07-11-2012 04:38 PM - edited 07-11-2012 05:28 PM
My sincere apologies for not having replied to your query earlier. I have an observation regarding the problem you are facing.
I installed XP and also installed the recovery console. I ran a rootkit scan using NPE. NPE restarted the machine, the machine booted into XP installation; NPE started the scan. The scan completed successfully without any issues.
What's interesting is I did not find "Windows(default)" boot entry in the boot menu when the machine came up during restart. I had only two entries; 1 that of XP installation and the other one was the recovery console boot option.
Can you please shed light on the third entry that you have?
Nothing more than I originally stated. It was indeed one of the wierdest things I have seen in a while. The "Windows(default)" entry was the last line in the hosed boot.ini file. This was on my daughter's PC which is located 700 miles from where I am at presently. I can't remember if I saved the old boot.ini file but I don't want her messing around in the XP root directory.
Norton NIS 2011 and MBAM Pro was installed on the PC.
Since this has happened to others as posted in this forum, I appear not to be alone.
-Edit- This PC is a 7 year old Compaq Presario with two partitiions; C: where XP SP3 is installed and D: that contains a Compaq OEM image for system recovery. Norton Ghost 9 is also installed.

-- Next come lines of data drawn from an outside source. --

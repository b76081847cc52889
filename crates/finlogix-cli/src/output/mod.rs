mod error_text;
mod export_text;
mod format;
mod json;
mod list_text;
mod mode;
mod mutation_text;
mod summary_text;

use std::io;

use finlogix_store::{StoreError, SuccessEnvelope};
use serde_json::Value;

pub use mode::{OutputMode, mode_for_command};

pub fn print_success(success: &SuccessEnvelope, mode: OutputMode) -> io::Result<()> {
    let body = match mode {
        OutputMode::Text => render_text_success(success)?,
        OutputMode::Json => json::render_success_json(success)?,
    };
    println!("{body}");
    Ok(())
}

pub fn print_failure(error: &StoreError, mode: OutputMode) -> io::Result<()> {
    let body = match mode {
        OutputMode::Json => json::render_error_json(error)?,
        OutputMode::Text => error_text::render_error(error),
    };
    println!("{body}");
    Ok(())
}

fn render_text_success(success: &SuccessEnvelope) -> io::Result<String> {
    match success.command.as_str() {
        "add" => mutation_text::render_add(&success.data),
        "remove" => mutation_text::render_remove(&success.data),
        "clear" => mutation_text::render_clear(&success.data),
        "list" => list_text::render_list(&success.data),
        "summary" => summary_text::render_summary(&success.data),
        "export" => export_text::render_export(&success.data),
        _ => Err(io::Error::other(format!(
            "unsupported text output command `{}`",
            success.command
        ))),
    }
}

pub(crate) fn warning_lines(data: &Value) -> Vec<String> {
    let Some(warnings) = data.get("warnings").and_then(Value::as_array) else {
        return Vec::new();
    };
    if warnings.is_empty() {
        return Vec::new();
    }

    let mut lines = vec![String::new()];
    for warning in warnings {
        let message = warning
            .get("message")
            .and_then(Value::as_str)
            .unwrap_or("unspecified warning");
        lines.push(format!("  Warning: {message}"));
    }
    lines
}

I also ran NPE with rootkit boot scan on my son in-law's PC with Norton Ghost 9 installed w/o issue. However. I built that PC and it does not have a OEM recovery partition. It does have a second parition that contains a Ghost image backup. Also Windows Recovery console is not installed on that PC.
Might be something with the Windows Recovery console installation and a OEM recovery patrition incompatiable w/ith NPE?
07-14-2012 01:55 AM
Thanks for your help to locate & install Boot.ini. I will try it on the infected PC. However, I'm out of town and won't return for about 4 weeks. The PC I'm using (out-of-town) is almost identical to the infected one, so I was able to locate the files on it according to your instructions. I will copy them and use them if they no longer exist on the infected PC.

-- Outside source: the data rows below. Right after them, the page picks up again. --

use std::cmp;

#[derive(Debug, Clone, Copy, Eq, PartialEq)]
pub enum Align {
    Left,
    Right,
}

#[derive(Debug, Clone, Copy)]
pub struct Column<'a> {
    pub name: &'a str,
    pub align: Align,
}

const INDENT: usize = 2;
const COLUMN_GAP: &str = "  ";

pub fn key_value_rows(entries: &[(&str, String)], indent: usize) -> Vec<String> {
    if entries.is_empty() {
        return Vec::new();
    }

    let label_width = entries
        .iter()
        .map(|(label, _)| label.len())
        .max()
        .unwrap_or(0);
    let padding = " ".repeat(indent);

    entries
        .iter()
        .map(|(label, value)| format!("{padding}{label:<label_width$}  {value}"))
        .collect()
}

/// Fixed-layout table: header row plus data rows, each column as wide as
/// its widest cell. Amounts are short enough that wrapping is not worth
/// the machinery here.
pub fn render_table(columns: &[Column<'_>], rows: &[Vec<String>]) -> Vec<String> {
    if columns.is_empty() {
        return Vec::new();
    }

    let widths = natural_column_widths(columns, rows);

    let mut output = Vec::with_capacity(rows.len() + 1);
    let header: Vec<String> = columns.iter().map(|c| c.name.to_string()).collect();
    output.push(format_row(columns, &header, &widths));

    for row in rows {
        output.push(format_row(columns, row, &widths));
    }

    output
}

fn natural_column_widths(columns: &[Column<'_>], rows: &[Vec<String>]) -> Vec<usize> {
    let mut widths = columns
        .iter()
        .map(|column| column.name.chars().count())
        .collect::<Vec<usize>>();

    for row in rows {
        for (index, value) in row.iter().enumerate() {
            if let Some(slot) = widths.get_mut(index) {
                *slot = cmp::max(*slot, value.chars().count());
            }
        }
    }

    widths
}

fn format_row(columns: &[Column<'_>], cells: &[String], widths: &[usize]) -> String {
    let mut pieces = Vec::with_capacity(columns.len());
    for (index, column) in columns.iter().enumerate() {
        let width = *widths.get(index).unwrap_or(&0);
        let value = cells.get(index).cloned().unwrap_or_default();
        let pad = width.saturating_sub(value.chars().count());

        let piece = match column.align {
            Align::Left => format!("{value}{}", " ".repeat(pad)),
            Align::Right => format!("{}{value}", " ".repeat(pad)),
        };
        pieces.push(piece);
    }

    let line = format!("{}{}", " ".repeat(INDENT), pieces.join(COLUMN_GAP));
    line.trim_end().to_string()
}

#[cfg(test)]
mod tests {
    use super::{Align, Column, key_value_rows, render_table};

    #[test]
    fn key_value_rows_align_on_the_widest_label() {
        let rows = key_value_rows(
            &[
                ("Total Income", "₦150,000.00".to_string()),
                ("Balance", "₦105,000.00".to_string()),
            ],
            2,
        );

        assert_eq!(rows.len(), 2);
        assert_eq!(rows[0], "  Total Income  ₦150,000.00");
        assert_eq!(rows[1], "  Balance       ₦105,000.00");
    }

    #[test]
    fn table_pads_each_column_to_its_widest_cell() {
        let columns = [
            Column {
                name: "Description",
                align: Align::Left,
            },
            Column {
                name: "Amount",
                align: Align::Right,
            },
        ];
        let rows = vec![
            vec!["Rent".to_string(), "₦45,000.00".to_string()],
            vec!["Fuel top-up".to_string(), "₦2,000.00".to_string()],
        ];

        let lines = render_table(&columns, &rows);
        assert_eq!(lines.len(), 3);
        assert_eq!(lines[0], "  Description      Amount");
        assert_eq!(lines[1], "  Rent         ₦45,000.00");
        assert_eq!(lines[2], "  Fuel top-up   ₦2,000.00");
    }

    #[test]
    fn multibyte_currency_symbols_do_not_break_alignment() {
        let columns = [Column {
            name: "Amount",
            align: Align::Right,
        }];
        let rows = vec![
            vec!["₦1.00".to_string()],
            vec!["₦100.00".to_string()],
        ];

        let lines = render_table(&columns, &rows);
        assert_eq!(lines[1], "    ₦1.00");
        assert_eq!(lines[2], "  ₦100.00");
    }
}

I believe you said that the error message for HAL.dll is just bogus. The locations I found for it on the "out-of-town" PC are
If these look O.K. on the infected PC, then it's probably only the Boot.ini causing the problem.
I'll get back to you after I try the boot repair in 4 weeks.
P.S. I don't seem to be informed by e-mail when another post is made to this thread.
07-14-2012 12:53 PM
You have to rebuild your bootini. (apparently NPE can't handle a system with more that two operating systems or a modified bootini. The NPE program should make that clear when you are given the option to run the rootkit reboot).
Quads posted this in responce to a similar thread:
If this does not resolve the problem: Replace the "hal.dll" file
08-11-2012 09:27 AM
Hi donziehm -
I finally returned to town and checked out the HAL.DLL and also the boot.ini file (both in C:\). The HAL.DLL file was still there, but it was hidden. (I had to "unhide" the protected files to view it.) The boot.ini was there, also. However, I replaced the boot.ini file with the BOOT.INI from the good (out-of town) computer. Now start-up seems to work O.K.
08-11-2012 10:48 AM
Here's another question I forgot to ask. When I did a "System Restore", it reassigned the Hard Drive letters as follows:
Presario (C:) stayed the same
Second Hard Drive - was 80GB (G:) & now is 80GB (D:)
Compaq Partition on C: Drive - was PRESARIO_RP (D:) & now is PRESARIO_RP (E:)
Is there a way to get drive assignments back to normal?